Memorandum submitted by Christopher Connolly (FC 12)

  Please remove the requirement for "impact" in your future assessment of scientific research.

1.  IMPACT IS A POOR DRIVER OF SUCCESS

  Following strong leads to get answers is a reliable and dispassionate (professional) approach with clear value. Moreover, this process is peer-reviewed. Clearly there are urgent issues that need to be promoted by additional resources, but this mustn't replace fundamental research. We have come a long way in the past 50 years thanks to this approach. Scientists are devoted to their quest and subsequently work many additional hours free of charge. They are self-motivated and there is no better driver than this.

  What evidence exists that "achieving impact" will be an equally motivating incentive? I very much doubt it will achieve any more than forcing scientists to deliver spin and killing their enthusiasm.

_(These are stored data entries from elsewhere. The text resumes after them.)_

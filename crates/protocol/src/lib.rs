//! Shared protocol types for ghtools.
//!
//! This crate defines the contracts every tool call shares: the
//! [`OperationResult`] envelope and the [`StandardizedError`] taxonomy.
//!
//! # Overview
//!
//! - [`result`]: The success/failure envelope
//! - [`error`]: Error categories, severities, the error record, and the
//!   message classifier
//!
//! # Examples
//!
//! ```
//! use ghtools_protocol::{ErrorCategory, OperationResult, StandardizedError};
//!
//! fn lookup(found: bool) -> OperationResult<&'static str> {
//!     if found {
//!         OperationResult::success("main")
//!     } else {
//!         OperationResult::failure(
//!             StandardizedError::new(ErrorCategory::GitHubApi, "Branch not found")
//!                 .with_context("operation", "get_branch"),
//!         )
//!     }
//! }
//!
//! assert!(lookup(true).is_successful());
//! assert_eq!(
//!     lookup(false).error().map(StandardizedError::category),
//!     Some(ErrorCategory::GitHubApi)
//! );
//! ```

pub mod error;
pub mod result;

// Re-export primary types at crate root for convenience
pub use error::{ErrorCategory, Severity, StandardizedError, classify_message};
pub use result::OperationResult;
//! Command-line surface: one subcommand per tool.

use clap::{Parser, Subcommand, ValueEnum};
use ghtools_github::{
    GitHubTools, IssueState, ListIssuesOptions, MergeMethod, MergeOptions, NewIssue, NewRelease,
    NewRepository,
};
use ghtools_protocol::OperationResult;
use serde_json::Value;

/// GitHub operations as agent tools.
///
/// Every tool prints a JSON envelope to stdout:
/// `{"successful": true, "data": ...}` or `{"successful": false, "error": ...}`.
/// Logs go to stderr; set `RUST_LOG` to change the level.
#[derive(Debug, Parser)]
#[command(name = "ghtools", version, about)]
pub struct Cli {
    /// Check the token against GitHub before running the tool.
    #[arg(long, global = true)]
    pub validate_token: bool,

    /// Pretty-print the JSON envelope.
    #[arg(long, global = true)]
    pub pretty: bool,

    #[command(subcommand)]
    pub tool: Tool,
}

/// The available tools.
#[derive(Debug, Subcommand)]
pub enum Tool {
    /// Fetch a repository.
    GetRepository { owner: String, repo: String },

    /// Create a repository for the authenticated user or an organization.
    CreateRepository {
        name: String,
        #[arg(long)]
        description: Option<String>,
        #[arg(long)]
        private: bool,
        /// Create an initial commit with an empty README.
        #[arg(long)]
        auto_init: bool,
        /// Create the repository in this organization.
        #[arg(long)]
        org: Option<String>,
    },

    /// List the branches of a repository.
    ListBranches {
        owner: String,
        repo: String,
        #[arg(long, default_value_t = 30)]
        per_page: u8,
    },

    /// Create a branch from another branch or a commit SHA.
    CreateBranch {
        owner: String,
        repo: String,
        branch: String,
        #[arg(long, default_value = "main")]
        from: String,
    },

    /// List the issues of a repository, excluding pull requests.
    ListIssues {
        owner: String,
        repo: String,
        #[arg(long, value_enum, default_value_t = StateArg::Open)]
        state: StateArg,
        /// Only issues with this label; repeat to require several.
        #[arg(long = "label")]
        labels: Vec<String>,
        #[arg(long, default_value_t = 30)]
        per_page: u8,
    },

    /// Open a new issue.
    CreateIssue {
        owner: String,
        repo: String,
        #[arg(long)]
        title: String,
        #[arg(long)]
        body: Option<String>,
        #[arg(long = "label")]
        labels: Vec<String>,
        #[arg(long = "assignee")]
        assignees: Vec<String>,
    },

    /// Fetch a pull request.
    GetPullRequest {
        owner: String,
        repo: String,
        number: u64,
    },

    /// Merge a pull request.
    MergePullRequest {
        owner: String,
        repo: String,
        number: u64,
        #[arg(long, value_enum, default_value_t = MethodArg::Merge)]
        method: MethodArg,
        #[arg(long)]
        commit_title: Option<String>,
        #[arg(long)]
        commit_message: Option<String>,
        /// Only merge if the head is still at this SHA.
        #[arg(long)]
        sha: Option<String>,
    },

    /// Fetch a file or directory listing.
    GetFileContents {
        owner: String,
        repo: String,
        path: String,
        /// Branch, tag, or commit to read from.
        #[arg(long = "ref")]
        reference: Option<String>,
    },

    /// Create a release.
    CreateRelease {
        owner: String,
        repo: String,
        tag_name: String,
        #[arg(long)]
        name: Option<String>,
        #[arg(long)]
        body: Option<String>,
        /// Branch or commit to tag, if the tag does not exist yet.
        #[arg(long)]
        target: Option<String>,
        #[arg(long)]
        draft: bool,
        #[arg(long)]
        prerelease: bool,
    },

    /// Show GitHub's view of the remaining quota.
    RateLimitStatus,
}

#[derive(Debug, Clone, Copy, PartialEq, Eq, ValueEnum)]
pub enum StateArg {
    Open,
    Closed,
    All,
}

impl From<StateArg> for IssueState {
    fn from(state: StateArg) -> Self {
        match state {
            StateArg::Open => Self::Open,
            StateArg::Closed => Self::Closed,
            StateArg::All => Self::All,
        }
    }
}

#[derive(Debug, Clone, Copy, PartialEq, Eq, ValueEnum)]
pub enum MethodArg {
    Merge,
    Squash,
    Rebase,
}

impl From<MethodArg> for MergeMethod {
    fn from(method: MethodArg) -> Self {
        match method {
            MethodArg::Merge => Self::Merge,
            MethodArg::Squash => Self::Squash,
            MethodArg::Rebase => Self::Rebase,
        }
    }
}

impl Tool {
    /// Runs the tool.
    pub async fn run(self, tools: &GitHubTools) -> OperationResult<Value> {
        match self {
            Self::GetRepository { owner, repo } => tools.get_repository(&owner, &repo).await,
            Self::CreateRepository {
                name,
                description,
                private,
                auto_init,
                org,
            } => {
                let repository = NewRepository {
                    name,
                    description,
                    private,
                    auto_init,
                };
                tools.create_repository(&repository, org.as_deref()).await
            }
            Self::ListBranches {
                owner,
                repo,
                per_page,
            } => tools.list_branches(&owner, &repo, per_page).await,
            Self::CreateBranch {
                owner,
                repo,
                branch,
                from,
            } => tools.create_branch(&owner, &repo, &branch, &from).await,
            Self::ListIssues {
                owner,
                repo,
                state,
                labels,
                per_page,
            } => {
                let options = ListIssuesOptions {
                    state: state.into(),
                    labels,
                    per_page,
                };
                tools.list_issues(&owner, &repo, &options).await
            }
            Self::CreateIssue {
                owner,
                repo,
                title,
                body,
                labels,
                assignees,
            } => {
                let issue = NewIssue {
                    title,
                    body,
                    labels,
                    assignees,
                };
                tools.create_issue(&owner, &repo, &issue).await
            }
            Self::GetPullRequest {
                owner,
                repo,
                number,
            } => tools.get_pull_request(&owner, &repo, number).await,
            Self::MergePullRequest {
                owner,
                repo,
                number,
                method,
                commit_title,
                commit_message,
                sha,
            } => {
                let options = MergeOptions {
                    commit_title,
                    commit_message,
                    sha,
                    merge_method: method.into(),
                };
                tools
                    .merge_pull_request(&owner, &repo, number, &options)
                    .await
            }
            Self::GetFileContents {
                owner,
                repo,
                path,
                reference,
            } => {
                tools
                    .get_file_contents(&owner, &repo, &path, reference.as_deref())
                    .await
            }
            Self::CreateRelease {
                owner,
                repo,
                tag_name,
                name,
                body,
                target,
                draft,
                prerelease,
            } => {
                let release = NewRelease {
                    tag_name,
                    target_commitish: target,
                    name,
                    body,
                    draft,
                    prerelease,
                };
                tools.create_release(&owner, &repo, &release).await
            }
            Self::RateLimitStatus => tools.rate_limit_status().await,
        }
    }
}

#[cfg(test)]
mod tests {
    use super::*;
    use clap::CommandFactory;

    #[test]
    fn cli_definition_is_consistent() {
        Cli::command().debug_assert();
    }

    #[test]
    fn parses_list_issues_filters() {
        let cli = Cli::try_parse_from([
            "ghtools",
            "list-issues",
            "rust-lang",
            "rust",
            "--state",
            "closed",
            "--label",
            "bug",
            "--label",
            "P-high",
            "--per-page",
            "5",
        ])
        .unwrap();

        match cli.tool {
            Tool::ListIssues {
                owner,
                state,
                labels,
                per_page,
                ..
            } => {
                assert_eq!(owner, "rust-lang");
                assert_eq!(IssueState::from(state), IssueState::Closed);
                assert_eq!(labels, ["bug", "P-high"]);
                assert_eq!(per_page, 5);
            }
            other => panic!("unexpected tool: {other:?}"),
        }
    }

    #[test]
    fn parses_global_flags_after_subcommand() {
        let cli = Cli::try_parse_from(["ghtools", "rate-limit-status", "--pretty"]).unwrap();
        assert!(cli.pretty);
        assert!(!cli.validate_token);
        assert!(matches!(cli.tool, Tool::RateLimitStatus));
    }

    #[test]
    fn merge_defaults_to_merge_commit() {
        let cli = Cli::try_parse_from(["ghtools", "merge-pull-request", "o", "r", "12"]).unwrap();
        match cli.tool {
            Tool::MergePullRequest { number, method, .. } => {
                assert_eq!(number, 12);
                assert_eq!(MergeMethod::from(method), MergeMethod::Merge);
            }
            other => panic!("unexpected tool: {other:?}"),
        }
    }

    #[test]
    fn create_branch_defaults_to_main() {
        let cli = Cli::try_parse_from(["ghtools", "create-branch", "o", "r", "feature"]).unwrap();
        assert!(matches!(cli.tool, Tool::CreateBranch { from, .. } if from == "main"));
    }

    #[test]
    fn rejects_non_numeric_pull_request() {
        assert!(Cli::try_parse_from(["ghtools", "get-pull-request", "o", "r", "abc"]).is_err());
    }
}
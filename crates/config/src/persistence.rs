//! Locating and reading configuration files.
//!
//! Files are parsed with `serde_json5`, so both JSON5 (comments, unquoted
//! keys, trailing commas) and plain JSON are accepted.
//!
//! Lookup order:
//!
//! 1. `$GHTOOLS_CONFIG`, when it names an existing file
//! 2. `./ghtools.json5`, then `./ghtools.json`
//! 3. `~/.config/ghtools/config.json5`, then `~/.config/ghtools/config.json`

use std::path::{Path, PathBuf};

use crate::error::{ConfigError, Result};

const LOCAL_FILE_NAMES: &[&str] = &["ghtools.json5", "ghtools.json"];

const USER_DIR_NAME: &str = "ghtools";

const USER_FILE_NAMES: &[&str] = &["config.json5", "config.json"];

/// Environment variable naming an explicit configuration file.
pub const CONFIG_PATH_ENV: &str = "GHTOOLS_CONFIG";

/// Returns the first configuration file found, if any.
///
/// # Examples
///
/// ```no_run
/// use ghtools_config::persistence::find_config_file;
///
/// match find_config_file() {
///     Some(path) => println!("using {}", path.display()),
///     None => println!("using built-in defaults"),
/// }
/// ```
#[must_use]
pub fn find_config_file() -> Option<PathBuf> {
    let explicit = std::env::var_os(CONFIG_PATH_ENV).map(PathBuf::from);
    let user_dir = dirs::config_dir().map(|dir| dir.join(USER_DIR_NAME));

    find_config_file_in(explicit, Path::new("."), user_dir.as_deref())
}

/// Same lookup as [`find_config_file`], against the given locations.
///
/// A missing explicit path is skipped rather than reported.
fn find_config_file_in(
    explicit: Option<PathBuf>,
    local_dir: &Path,
    user_dir: Option<&Path>,
) -> Option<PathBuf> {
    if let Some(path) = explicit.filter(|p| p.exists()) {
        return Some(path);
    }

    let local = LOCAL_FILE_NAMES.iter().map(|name| local_dir.join(name));
    let user = user_dir
        .into_iter()
        .flat_map(|dir| USER_FILE_NAMES.iter().map(move |name| dir.join(name)));

    local.chain(user).find(|path| path.exists())
}

/// Reads `path` and deserializes it as JSON5.
///
/// # Errors
///
/// Returns [`ConfigError::ReadFile`] if the file cannot be read and
/// [`ConfigError::ParseJson5`] if its content does not deserialize into `T`.
pub fn read_config_file<T: serde::de::DeserializeOwned>(path: impl AsRef<Path>) -> Result<T> {
    let path = path.as_ref();
    let content = std::fs::read_to_string(path).map_err(|source| ConfigError::ReadFile {
        path: path.to_path_buf(),
        source,
    })?;

    serde_json5::from_str(&content).map_err(ConfigError::from)
}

2.  IMPACT IS HARD TO MEASURE

  In the simplest scenario, a study on a particular disease may provide a vital piece of evidence, without actually curing the disease. How will this be measured by some quantitative value? What with "translational", "Impact", high-throughput and "Multi-disciplinary" there will be no more high quality, detailed research in the future, just vagueness, spin and abstract impact all delivered by the new generation of 'scientific story-telling'.

3.  BRAIN RESEARCH

  The next frontier is brain research. How can this revolution ever occur without a strong basic understanding of the biology of neurons, glia and networks. How much basic cell biology has underpinned our advances in cancer research? Would this success have been possible without it?

  Impact is important and should be an important part of scientific research, but it should not be everything. My personal opinion is that, perhaps, 10% could be directed towards impact, this would maintain one eye on focus and the other on the immediate future.

  Please reconsider by circulating a poll/questionnaire of active scientists. "But they're all biased"—No we are not, that's the point.